The paper stated that electricity distributors would have to give households a certain amount of electricity at a reduced price per kilowatt-hour, and a similar contingent for small and medium-sized businesses.

Russia’s deliveries being in doubt, Europe is also looking for alternatives to gas and delivery routes. Several countries are pushing for more import terminals for liquified natural gases (LNG).

The Netherlands announced that the first ship to bring LNG arrived at Eemshaven’s new terminal on Thursday.

Shell, France’s Engie, and CEZ of the Czech Republic have booked capacity.

Although no policies are expected to be approved at Friday’s EU ministerial meeting, it should clarify which options have the strongest support.

Diplomats stated that the Baltic states support a price cap for Russian gas. This is also true for countries that don’t rely on Moscow as fuel. Others warned that it would require unity among EU member states to make it happen.

Some suggested that a price cap wouldn’t accomplish much given the low volume of gas supplied to Europe and Moscow’s lower gas revenues. One diplomat from the EU stated that it would not solve any problems.


Truss stated that the average British household’s energy bill would remain at around £2,500 pounds per year for two years. This will prevent a price rise expected next month, which could threaten millions of households.

She stated that new supply methods would be implemented, including a moratorium on drilling for oil and gas and the issuance of new exploration licences for oil and gas exploration in the North Sea.

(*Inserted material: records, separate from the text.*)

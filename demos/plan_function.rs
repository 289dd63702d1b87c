use anyhow::Result;
use memplan::{export_plan_json, MemoryManager, PlanReport};

fn main() -> Result<()> {
    let manager = MemoryManager::new();

    // Emit an outer kernel with a nested inner kernel, the way a depth-first
    // code generator walks the operation graph.
    let mut outer = manager.build_allocator();
    let weights: Vec<f32> = (0..16).map(|i| i as f32).collect();
    let weights_offset = outer.reserve_argspace_typed(&weights)?;
    let outer_scratch = outer.reserve_workspace(1024, true)?;

    {
        let mut inner = manager.build_allocator();
        let inner_scratch = inner.reserve_workspace(256, false)?;
        println!("inner scratch at workspace offset {}", inner_scratch);
        inner.close()?;
    }

    // A sibling kernel reuses the inner kernel's freed range.
    {
        let mut sibling = manager.build_allocator();
        let sibling_scratch = sibling.reserve_workspace(200, true)?;
        println!("sibling scratch at workspace offset {}", sibling_scratch);
        sibling.close()?;
    }

    outer.close()?;
    manager.allocate()?;

    println!("weights staged at argspace offset {}", weights_offset);
    println!("outer scratch at workspace offset {}", outer_scratch);
    println!(
        "device buffer: {} bytes total ({} argspace + {} workspace at base {})",
        manager.get_allocation_size()?,
        manager.argspace_size()?,
        manager.workspace_size()?,
        manager.workspace_base_offset()?,
    );

    let report = PlanReport::from_manager(&manager)?;
    let json = export_plan_json(&report)?;
    println!("{}", String::from_utf8_lossy(&json));
    Ok(())
}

Separately, the Treasury and Bank of England will launch an initiative worth 40 billion pounds to protect energy companies from liquidity problems due to skyrocketing gas prices.

Similar schemes have been established by other countries, such as Denmark’s announcement on Thursday of 100 billion Danish crowns ($13.4 Billion) in guarantees for energy companies.

Reuters saw a Russian strategy document that showed that Putin’s threats to cut off all energy supplies may prove to be a double-edged weapon for Russia.

The report provides sector-specific details of the impact of sanctions.

  • Agriculture: Imports account for 99% of the poultry production and 30% of Holstein dairy cow output. Imports are a major source of staples such as sugar beets, potatoes, and fish feeds.
  • Aviation: 95% of passenger volume is carried by foreign-made aircraft. The inaccessibility to import spare parts could cause the fleet to decline as they are retired from service.
  • Machine-building: Only 30% of machines are Russian-made, and the local industry isn’t able to meet the rising demand
  • Pharmaceuticals: Around 80% of the country’s production is dependent on imported raw materials
  • Transport: EU restrictions triple the costs of road transport
  • Communications and IT: Russia could be left without SIM cards by 2025. Russia’s telecommunications sector will likely fall five years behind the world leaders in 2022.

According to the report, a complete cutoff of gas supplies to Europe (Russia’s largest export market) could result in tax revenue losses of up to 400 billion rubles ($6.6 million per year). Even in the medium term, it won’t be possible for lost sales to be fully compensated with new markets.

“A reduction of supplies to foreign customers will lead to an imbalance within the system when low prices on the domestic market are offset with export revenue,” stated the document. It was discussed in a closed session in Moscow by Prime Minister Mikhail Mishustin on Aug. 30.